(Extracted data)

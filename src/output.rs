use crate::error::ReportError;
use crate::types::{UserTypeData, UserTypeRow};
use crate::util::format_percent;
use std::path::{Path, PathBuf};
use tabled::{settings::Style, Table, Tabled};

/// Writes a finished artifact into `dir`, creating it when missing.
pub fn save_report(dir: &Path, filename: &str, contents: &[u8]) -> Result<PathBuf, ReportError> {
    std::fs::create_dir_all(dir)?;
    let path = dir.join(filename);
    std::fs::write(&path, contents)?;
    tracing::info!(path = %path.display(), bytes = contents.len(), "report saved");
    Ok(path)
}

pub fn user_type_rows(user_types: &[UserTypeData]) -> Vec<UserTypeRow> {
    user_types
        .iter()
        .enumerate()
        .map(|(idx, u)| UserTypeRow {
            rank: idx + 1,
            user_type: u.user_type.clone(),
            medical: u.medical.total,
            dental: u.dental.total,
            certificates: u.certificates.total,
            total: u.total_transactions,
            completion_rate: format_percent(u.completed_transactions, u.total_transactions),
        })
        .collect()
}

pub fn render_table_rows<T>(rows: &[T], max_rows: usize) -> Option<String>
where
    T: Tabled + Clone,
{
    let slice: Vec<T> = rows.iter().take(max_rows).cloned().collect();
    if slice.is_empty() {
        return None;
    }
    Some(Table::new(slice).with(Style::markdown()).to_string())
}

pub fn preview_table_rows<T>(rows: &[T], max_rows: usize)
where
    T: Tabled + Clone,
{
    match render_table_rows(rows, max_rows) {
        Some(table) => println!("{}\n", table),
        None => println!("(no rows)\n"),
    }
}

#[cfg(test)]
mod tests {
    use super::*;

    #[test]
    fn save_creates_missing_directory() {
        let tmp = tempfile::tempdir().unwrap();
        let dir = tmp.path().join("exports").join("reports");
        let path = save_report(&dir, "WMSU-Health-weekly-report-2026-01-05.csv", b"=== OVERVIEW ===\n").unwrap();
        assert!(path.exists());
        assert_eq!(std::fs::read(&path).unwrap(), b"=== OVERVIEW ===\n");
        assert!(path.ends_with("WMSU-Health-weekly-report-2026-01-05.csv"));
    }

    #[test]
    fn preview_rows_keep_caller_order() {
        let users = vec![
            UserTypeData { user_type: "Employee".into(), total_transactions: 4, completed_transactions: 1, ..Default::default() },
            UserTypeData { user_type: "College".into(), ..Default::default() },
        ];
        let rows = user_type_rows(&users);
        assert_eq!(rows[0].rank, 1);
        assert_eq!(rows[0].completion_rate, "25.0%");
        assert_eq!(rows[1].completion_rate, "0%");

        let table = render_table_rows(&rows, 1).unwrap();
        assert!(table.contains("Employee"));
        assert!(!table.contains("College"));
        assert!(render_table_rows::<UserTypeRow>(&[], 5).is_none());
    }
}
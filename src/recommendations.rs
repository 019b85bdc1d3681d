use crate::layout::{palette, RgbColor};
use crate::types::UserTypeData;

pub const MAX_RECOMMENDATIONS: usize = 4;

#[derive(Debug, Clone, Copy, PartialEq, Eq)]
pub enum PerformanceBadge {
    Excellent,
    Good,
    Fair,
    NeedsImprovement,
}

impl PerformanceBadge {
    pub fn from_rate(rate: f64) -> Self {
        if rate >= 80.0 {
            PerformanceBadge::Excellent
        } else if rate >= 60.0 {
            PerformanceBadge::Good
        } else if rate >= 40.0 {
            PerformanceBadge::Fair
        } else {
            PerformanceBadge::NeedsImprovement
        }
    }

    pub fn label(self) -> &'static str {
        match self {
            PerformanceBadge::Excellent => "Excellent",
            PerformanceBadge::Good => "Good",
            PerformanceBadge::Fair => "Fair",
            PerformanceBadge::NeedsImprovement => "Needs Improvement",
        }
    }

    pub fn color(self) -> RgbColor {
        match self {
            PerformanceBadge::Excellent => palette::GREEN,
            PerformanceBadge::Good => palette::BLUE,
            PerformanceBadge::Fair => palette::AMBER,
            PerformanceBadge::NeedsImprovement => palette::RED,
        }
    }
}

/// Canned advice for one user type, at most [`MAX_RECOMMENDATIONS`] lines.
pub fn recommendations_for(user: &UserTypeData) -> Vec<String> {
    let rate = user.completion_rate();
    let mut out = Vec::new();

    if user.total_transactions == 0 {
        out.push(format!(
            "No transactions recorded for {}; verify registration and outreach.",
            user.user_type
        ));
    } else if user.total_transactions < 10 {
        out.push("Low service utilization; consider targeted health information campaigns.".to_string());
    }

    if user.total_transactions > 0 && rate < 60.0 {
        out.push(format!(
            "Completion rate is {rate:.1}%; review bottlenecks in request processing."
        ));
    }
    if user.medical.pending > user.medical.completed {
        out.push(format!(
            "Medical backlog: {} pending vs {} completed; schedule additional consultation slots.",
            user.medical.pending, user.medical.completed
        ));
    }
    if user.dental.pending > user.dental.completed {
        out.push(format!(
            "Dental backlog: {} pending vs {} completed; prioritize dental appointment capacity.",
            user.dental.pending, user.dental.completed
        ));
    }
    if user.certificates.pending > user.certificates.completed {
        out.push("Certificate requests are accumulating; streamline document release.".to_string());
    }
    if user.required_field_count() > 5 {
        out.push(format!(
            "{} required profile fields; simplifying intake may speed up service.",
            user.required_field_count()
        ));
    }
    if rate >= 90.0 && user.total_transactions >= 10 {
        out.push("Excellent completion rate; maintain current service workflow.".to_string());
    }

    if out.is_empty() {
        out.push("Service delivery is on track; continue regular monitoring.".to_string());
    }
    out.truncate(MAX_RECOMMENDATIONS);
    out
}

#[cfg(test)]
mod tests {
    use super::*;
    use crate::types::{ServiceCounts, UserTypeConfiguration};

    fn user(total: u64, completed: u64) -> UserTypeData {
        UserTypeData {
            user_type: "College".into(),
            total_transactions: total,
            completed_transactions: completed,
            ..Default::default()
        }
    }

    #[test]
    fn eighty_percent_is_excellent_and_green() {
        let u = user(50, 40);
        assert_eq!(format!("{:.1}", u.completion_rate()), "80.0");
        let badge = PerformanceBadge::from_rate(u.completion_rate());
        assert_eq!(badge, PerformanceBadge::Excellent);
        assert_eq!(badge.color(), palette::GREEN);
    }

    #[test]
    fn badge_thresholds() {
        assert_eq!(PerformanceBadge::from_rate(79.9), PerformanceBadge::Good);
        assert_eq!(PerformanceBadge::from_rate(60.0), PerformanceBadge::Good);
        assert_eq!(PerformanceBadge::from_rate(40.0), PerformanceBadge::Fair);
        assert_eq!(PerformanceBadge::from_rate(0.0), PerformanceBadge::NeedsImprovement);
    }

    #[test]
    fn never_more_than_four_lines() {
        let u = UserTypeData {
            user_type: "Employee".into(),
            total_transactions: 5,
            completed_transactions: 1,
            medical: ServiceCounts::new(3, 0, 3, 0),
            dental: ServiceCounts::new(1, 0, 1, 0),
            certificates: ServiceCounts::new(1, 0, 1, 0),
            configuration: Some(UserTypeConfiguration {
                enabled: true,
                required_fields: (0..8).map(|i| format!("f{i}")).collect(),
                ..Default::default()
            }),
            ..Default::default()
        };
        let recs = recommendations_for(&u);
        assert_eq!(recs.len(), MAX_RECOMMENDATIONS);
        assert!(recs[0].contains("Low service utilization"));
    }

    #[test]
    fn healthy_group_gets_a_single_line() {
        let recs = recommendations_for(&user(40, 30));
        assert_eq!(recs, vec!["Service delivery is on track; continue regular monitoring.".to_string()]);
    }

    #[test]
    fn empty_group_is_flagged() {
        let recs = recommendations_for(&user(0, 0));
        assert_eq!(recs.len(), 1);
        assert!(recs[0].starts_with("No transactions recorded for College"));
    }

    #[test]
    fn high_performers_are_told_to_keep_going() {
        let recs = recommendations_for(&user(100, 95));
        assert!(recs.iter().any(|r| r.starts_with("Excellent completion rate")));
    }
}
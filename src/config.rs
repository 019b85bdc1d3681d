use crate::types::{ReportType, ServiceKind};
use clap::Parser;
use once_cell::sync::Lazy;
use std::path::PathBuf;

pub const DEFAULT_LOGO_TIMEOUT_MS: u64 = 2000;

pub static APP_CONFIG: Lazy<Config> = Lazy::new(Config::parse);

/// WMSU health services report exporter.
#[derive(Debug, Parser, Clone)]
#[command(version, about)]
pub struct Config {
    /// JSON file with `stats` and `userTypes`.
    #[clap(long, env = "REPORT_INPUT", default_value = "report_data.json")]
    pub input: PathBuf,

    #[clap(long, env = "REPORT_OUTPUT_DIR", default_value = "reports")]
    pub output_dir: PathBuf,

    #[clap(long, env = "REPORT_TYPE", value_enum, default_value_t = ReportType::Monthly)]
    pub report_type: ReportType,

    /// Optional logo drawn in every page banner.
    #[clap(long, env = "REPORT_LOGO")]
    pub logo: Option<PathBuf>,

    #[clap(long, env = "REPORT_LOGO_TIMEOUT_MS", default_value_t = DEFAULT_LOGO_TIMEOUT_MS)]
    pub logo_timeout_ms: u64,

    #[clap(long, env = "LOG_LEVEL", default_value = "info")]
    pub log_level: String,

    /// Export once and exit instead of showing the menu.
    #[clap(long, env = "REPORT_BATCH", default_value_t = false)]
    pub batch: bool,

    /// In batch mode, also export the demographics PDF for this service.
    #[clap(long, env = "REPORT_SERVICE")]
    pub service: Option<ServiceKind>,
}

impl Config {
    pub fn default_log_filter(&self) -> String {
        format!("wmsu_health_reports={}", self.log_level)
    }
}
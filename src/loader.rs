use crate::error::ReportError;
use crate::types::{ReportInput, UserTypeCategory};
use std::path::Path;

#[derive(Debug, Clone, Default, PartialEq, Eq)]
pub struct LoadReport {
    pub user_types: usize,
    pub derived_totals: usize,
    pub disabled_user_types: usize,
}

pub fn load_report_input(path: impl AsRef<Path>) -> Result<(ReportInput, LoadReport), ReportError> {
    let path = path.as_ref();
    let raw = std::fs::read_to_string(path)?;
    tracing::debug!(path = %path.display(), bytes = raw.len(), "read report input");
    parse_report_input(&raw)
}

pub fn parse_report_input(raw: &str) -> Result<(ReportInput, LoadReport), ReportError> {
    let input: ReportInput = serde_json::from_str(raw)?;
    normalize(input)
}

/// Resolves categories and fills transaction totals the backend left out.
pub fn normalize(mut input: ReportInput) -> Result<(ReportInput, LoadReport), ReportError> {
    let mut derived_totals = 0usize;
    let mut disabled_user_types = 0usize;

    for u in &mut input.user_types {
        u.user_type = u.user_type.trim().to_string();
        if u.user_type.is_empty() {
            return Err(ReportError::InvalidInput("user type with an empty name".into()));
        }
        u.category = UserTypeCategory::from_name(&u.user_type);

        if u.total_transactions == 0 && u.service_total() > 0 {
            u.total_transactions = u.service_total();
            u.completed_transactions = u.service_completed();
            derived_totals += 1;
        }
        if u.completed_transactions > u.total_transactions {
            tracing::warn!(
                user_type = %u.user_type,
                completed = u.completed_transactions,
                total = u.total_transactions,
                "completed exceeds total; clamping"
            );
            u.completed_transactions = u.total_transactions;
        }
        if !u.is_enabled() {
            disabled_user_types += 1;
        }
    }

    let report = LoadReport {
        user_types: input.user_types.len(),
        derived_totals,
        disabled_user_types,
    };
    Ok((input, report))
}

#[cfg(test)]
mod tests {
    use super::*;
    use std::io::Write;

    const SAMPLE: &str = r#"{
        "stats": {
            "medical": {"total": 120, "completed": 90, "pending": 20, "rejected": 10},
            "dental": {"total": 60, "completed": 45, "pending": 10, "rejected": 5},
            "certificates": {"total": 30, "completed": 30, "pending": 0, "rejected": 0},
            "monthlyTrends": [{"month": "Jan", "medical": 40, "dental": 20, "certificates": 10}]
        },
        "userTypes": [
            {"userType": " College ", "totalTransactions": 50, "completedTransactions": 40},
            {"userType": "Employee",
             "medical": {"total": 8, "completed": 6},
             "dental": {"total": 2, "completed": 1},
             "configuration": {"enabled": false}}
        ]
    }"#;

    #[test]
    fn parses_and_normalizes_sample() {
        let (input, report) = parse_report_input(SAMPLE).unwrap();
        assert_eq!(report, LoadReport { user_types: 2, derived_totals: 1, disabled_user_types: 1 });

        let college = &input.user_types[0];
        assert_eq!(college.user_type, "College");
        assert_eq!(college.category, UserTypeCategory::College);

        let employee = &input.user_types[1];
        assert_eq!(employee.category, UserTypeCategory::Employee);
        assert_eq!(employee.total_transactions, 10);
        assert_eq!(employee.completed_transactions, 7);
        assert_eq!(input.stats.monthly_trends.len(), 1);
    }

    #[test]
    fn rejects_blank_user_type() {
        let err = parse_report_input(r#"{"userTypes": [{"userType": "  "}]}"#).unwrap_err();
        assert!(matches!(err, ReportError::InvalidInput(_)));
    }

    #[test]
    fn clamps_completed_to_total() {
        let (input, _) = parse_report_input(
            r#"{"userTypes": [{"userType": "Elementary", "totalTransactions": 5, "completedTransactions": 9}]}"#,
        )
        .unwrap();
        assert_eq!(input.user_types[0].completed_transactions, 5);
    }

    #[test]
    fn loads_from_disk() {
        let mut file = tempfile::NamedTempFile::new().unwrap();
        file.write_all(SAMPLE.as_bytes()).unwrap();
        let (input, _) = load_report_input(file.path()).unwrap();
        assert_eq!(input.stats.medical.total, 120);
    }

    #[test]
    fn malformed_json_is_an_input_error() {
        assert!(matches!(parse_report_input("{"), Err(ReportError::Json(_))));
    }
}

(Work to complete) Tell how many lines of the listing include the word "ServiceCounts", replying with nothing but the number.

(Exercise solution) 4